(SUPPLIED INFORMATION Opens)

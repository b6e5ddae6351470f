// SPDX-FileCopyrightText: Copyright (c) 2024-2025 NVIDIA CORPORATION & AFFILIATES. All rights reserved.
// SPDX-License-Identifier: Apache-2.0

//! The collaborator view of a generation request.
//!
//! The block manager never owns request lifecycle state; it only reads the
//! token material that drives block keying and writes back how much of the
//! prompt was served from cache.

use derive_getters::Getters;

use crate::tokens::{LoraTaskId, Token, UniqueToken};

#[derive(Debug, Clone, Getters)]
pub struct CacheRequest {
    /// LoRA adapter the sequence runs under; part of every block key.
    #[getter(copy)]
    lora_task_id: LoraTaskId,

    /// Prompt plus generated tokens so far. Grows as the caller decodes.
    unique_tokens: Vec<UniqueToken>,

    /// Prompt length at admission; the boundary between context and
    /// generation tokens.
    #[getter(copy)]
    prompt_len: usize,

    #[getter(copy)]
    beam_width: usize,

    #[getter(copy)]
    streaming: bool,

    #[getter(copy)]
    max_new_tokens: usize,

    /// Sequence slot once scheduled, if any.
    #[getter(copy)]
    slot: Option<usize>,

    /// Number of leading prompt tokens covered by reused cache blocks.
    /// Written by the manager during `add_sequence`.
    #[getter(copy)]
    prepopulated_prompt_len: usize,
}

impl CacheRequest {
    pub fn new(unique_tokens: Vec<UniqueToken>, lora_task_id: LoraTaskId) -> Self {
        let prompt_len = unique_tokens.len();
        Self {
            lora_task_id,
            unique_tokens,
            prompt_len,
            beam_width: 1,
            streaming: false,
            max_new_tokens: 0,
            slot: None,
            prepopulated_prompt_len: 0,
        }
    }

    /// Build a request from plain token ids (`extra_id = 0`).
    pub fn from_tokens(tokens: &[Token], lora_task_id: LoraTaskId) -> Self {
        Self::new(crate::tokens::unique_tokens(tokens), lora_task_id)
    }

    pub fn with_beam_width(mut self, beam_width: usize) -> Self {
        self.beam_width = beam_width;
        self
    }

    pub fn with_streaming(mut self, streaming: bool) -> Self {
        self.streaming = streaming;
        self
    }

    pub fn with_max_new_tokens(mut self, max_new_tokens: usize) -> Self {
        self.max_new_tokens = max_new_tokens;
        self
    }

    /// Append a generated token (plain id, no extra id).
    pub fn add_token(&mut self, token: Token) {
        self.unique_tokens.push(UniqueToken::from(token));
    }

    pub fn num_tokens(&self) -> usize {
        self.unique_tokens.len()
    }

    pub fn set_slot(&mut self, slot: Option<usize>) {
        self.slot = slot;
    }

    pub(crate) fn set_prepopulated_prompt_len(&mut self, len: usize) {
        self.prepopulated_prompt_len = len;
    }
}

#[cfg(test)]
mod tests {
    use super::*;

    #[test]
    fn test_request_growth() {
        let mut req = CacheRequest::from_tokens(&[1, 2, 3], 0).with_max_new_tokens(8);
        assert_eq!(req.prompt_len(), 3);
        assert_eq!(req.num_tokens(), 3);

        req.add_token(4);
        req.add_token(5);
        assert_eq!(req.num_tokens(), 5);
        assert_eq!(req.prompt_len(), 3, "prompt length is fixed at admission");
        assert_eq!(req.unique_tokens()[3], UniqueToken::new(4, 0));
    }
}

(SUPPLIED INFORMATION Closes)
(SUPPLIED INFORMATION Opens)

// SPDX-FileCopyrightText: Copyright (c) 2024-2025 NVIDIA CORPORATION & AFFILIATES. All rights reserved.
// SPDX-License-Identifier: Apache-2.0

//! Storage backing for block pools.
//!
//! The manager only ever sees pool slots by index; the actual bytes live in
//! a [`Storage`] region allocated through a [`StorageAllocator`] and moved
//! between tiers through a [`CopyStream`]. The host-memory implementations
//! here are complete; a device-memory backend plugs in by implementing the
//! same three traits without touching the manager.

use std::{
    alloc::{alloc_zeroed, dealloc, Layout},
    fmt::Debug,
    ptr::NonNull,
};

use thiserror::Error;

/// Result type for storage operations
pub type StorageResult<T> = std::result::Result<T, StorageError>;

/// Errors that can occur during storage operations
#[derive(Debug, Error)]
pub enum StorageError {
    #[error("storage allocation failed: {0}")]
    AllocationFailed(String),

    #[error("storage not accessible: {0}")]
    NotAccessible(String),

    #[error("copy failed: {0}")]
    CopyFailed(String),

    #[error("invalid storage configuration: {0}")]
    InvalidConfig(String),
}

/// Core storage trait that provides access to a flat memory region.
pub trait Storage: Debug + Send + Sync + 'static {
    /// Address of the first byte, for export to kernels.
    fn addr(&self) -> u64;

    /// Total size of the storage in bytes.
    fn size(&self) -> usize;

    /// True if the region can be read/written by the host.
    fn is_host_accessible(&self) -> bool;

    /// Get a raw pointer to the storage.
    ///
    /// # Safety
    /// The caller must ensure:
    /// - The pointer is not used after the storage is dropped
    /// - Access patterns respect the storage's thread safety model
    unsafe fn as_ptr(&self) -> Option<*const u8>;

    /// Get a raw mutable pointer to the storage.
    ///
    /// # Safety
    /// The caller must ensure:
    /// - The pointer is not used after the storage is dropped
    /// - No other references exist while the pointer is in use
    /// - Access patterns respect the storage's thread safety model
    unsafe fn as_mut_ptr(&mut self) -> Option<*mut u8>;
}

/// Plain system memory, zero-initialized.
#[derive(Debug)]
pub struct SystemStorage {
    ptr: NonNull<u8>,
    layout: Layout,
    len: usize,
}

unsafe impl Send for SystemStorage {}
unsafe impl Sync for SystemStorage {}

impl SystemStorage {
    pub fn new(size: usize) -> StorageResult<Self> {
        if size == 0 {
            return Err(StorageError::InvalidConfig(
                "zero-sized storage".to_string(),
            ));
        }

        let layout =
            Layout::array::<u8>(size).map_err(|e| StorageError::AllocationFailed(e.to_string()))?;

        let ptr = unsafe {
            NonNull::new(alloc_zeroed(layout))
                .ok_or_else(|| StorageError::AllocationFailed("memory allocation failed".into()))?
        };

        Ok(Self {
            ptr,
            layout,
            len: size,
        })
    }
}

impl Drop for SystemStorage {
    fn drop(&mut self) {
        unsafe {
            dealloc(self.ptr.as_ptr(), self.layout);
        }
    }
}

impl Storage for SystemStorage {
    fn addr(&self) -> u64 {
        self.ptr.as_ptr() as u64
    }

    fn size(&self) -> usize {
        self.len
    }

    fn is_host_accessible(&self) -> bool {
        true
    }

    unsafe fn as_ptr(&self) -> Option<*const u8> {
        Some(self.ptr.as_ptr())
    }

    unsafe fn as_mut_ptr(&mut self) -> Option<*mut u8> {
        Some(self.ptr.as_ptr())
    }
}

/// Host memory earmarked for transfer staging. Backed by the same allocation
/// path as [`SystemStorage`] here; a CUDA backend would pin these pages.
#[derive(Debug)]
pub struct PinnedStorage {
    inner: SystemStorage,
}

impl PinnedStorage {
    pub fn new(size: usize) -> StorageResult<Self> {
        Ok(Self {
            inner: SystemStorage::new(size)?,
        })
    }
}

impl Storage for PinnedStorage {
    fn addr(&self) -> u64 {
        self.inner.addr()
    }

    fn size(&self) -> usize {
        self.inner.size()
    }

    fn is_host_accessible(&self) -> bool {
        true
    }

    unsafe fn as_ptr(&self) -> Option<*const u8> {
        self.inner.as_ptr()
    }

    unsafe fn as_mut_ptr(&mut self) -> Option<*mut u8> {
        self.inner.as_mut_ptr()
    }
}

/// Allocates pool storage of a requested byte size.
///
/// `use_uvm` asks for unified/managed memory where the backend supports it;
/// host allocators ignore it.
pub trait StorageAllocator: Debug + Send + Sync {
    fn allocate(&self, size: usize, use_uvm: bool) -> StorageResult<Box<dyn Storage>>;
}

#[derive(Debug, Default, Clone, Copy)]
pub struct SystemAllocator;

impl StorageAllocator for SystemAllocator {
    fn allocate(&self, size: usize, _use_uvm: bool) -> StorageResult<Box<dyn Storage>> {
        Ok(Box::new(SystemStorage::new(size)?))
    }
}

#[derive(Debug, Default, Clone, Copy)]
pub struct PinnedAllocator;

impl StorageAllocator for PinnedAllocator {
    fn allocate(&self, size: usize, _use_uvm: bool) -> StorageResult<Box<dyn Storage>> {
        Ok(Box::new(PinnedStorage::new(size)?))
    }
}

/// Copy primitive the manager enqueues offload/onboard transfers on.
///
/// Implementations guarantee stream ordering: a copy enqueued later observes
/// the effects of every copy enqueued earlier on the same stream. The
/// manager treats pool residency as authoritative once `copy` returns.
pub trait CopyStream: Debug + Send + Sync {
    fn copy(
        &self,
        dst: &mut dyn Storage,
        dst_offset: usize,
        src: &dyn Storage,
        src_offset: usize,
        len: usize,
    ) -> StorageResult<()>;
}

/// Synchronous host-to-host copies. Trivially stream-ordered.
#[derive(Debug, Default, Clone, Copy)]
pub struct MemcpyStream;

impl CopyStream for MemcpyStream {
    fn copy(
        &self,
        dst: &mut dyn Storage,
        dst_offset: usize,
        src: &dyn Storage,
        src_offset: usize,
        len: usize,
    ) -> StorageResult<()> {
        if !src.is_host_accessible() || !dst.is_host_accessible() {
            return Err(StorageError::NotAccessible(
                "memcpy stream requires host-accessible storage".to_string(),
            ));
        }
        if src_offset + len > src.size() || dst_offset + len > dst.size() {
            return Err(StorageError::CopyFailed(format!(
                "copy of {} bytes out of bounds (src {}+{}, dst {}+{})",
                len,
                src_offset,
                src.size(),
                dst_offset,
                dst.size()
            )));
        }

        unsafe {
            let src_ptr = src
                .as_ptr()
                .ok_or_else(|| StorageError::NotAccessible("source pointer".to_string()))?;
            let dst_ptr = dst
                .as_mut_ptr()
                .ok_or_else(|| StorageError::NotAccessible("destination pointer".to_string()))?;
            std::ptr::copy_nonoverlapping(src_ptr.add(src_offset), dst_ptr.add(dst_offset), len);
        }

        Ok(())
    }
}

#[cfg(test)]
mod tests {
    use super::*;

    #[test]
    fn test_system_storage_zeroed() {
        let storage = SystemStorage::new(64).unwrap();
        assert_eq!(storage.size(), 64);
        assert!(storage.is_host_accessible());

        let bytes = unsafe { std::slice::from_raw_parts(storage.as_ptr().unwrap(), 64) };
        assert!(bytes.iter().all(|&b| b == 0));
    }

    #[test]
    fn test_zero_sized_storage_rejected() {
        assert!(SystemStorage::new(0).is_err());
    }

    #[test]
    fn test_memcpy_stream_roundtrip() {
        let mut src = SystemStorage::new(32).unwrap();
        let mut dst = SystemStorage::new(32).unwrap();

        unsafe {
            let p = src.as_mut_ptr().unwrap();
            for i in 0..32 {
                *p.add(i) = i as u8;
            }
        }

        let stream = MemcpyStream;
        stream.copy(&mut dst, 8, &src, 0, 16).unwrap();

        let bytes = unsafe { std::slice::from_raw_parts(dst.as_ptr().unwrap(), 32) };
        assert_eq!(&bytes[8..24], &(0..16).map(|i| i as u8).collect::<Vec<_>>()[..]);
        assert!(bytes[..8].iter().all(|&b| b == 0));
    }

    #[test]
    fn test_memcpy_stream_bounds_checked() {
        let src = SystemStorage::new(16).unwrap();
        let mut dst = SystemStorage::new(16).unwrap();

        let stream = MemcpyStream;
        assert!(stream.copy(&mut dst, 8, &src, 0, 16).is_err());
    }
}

(SUPPLIED INFORMATION Closes)
(SUPPLIED INFORMATION Opens)

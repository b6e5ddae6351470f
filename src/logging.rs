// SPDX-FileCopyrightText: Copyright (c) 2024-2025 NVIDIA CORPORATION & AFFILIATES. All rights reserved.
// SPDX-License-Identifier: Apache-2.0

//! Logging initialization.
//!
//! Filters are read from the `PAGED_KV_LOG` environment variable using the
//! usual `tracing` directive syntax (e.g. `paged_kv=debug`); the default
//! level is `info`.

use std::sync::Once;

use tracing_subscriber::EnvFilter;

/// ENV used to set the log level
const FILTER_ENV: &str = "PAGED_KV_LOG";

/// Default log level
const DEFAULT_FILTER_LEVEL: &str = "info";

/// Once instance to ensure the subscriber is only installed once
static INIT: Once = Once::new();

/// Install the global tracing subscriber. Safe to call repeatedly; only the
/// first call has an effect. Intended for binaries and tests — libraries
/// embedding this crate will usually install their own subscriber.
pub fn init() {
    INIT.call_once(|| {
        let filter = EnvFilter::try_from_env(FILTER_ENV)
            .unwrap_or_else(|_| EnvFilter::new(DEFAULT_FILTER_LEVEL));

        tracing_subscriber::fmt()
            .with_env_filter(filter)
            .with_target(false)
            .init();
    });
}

(SUPPLIED INFORMATION Closes)

• _WHAT NEEDS TO BE DONE_:
Return only the lines between the one holding "unsafe impl Send" and the one holding "NonNull::new(alloc_zeroed(layout))", inclusive, exactly as they appear above.

• _EXERCISE SOLUTION_:
unsafe impl Send for SystemStorage {}
unsafe impl Sync for SystemStorage {}

impl SystemStorage {
    pub fn new(size: usize) -> StorageResult<Self> {
        if size == 0 {
            return Err(StorageError::InvalidConfig(
                "zero-sized storage".to_string(),
            ));
        }

        let layout =
            Layout::array::<u8>(size).map_err(|e| StorageError::AllocationFailed(e.to_string()))?;

        let ptr = unsafe {
            NonNull::new(alloc_zeroed(layout))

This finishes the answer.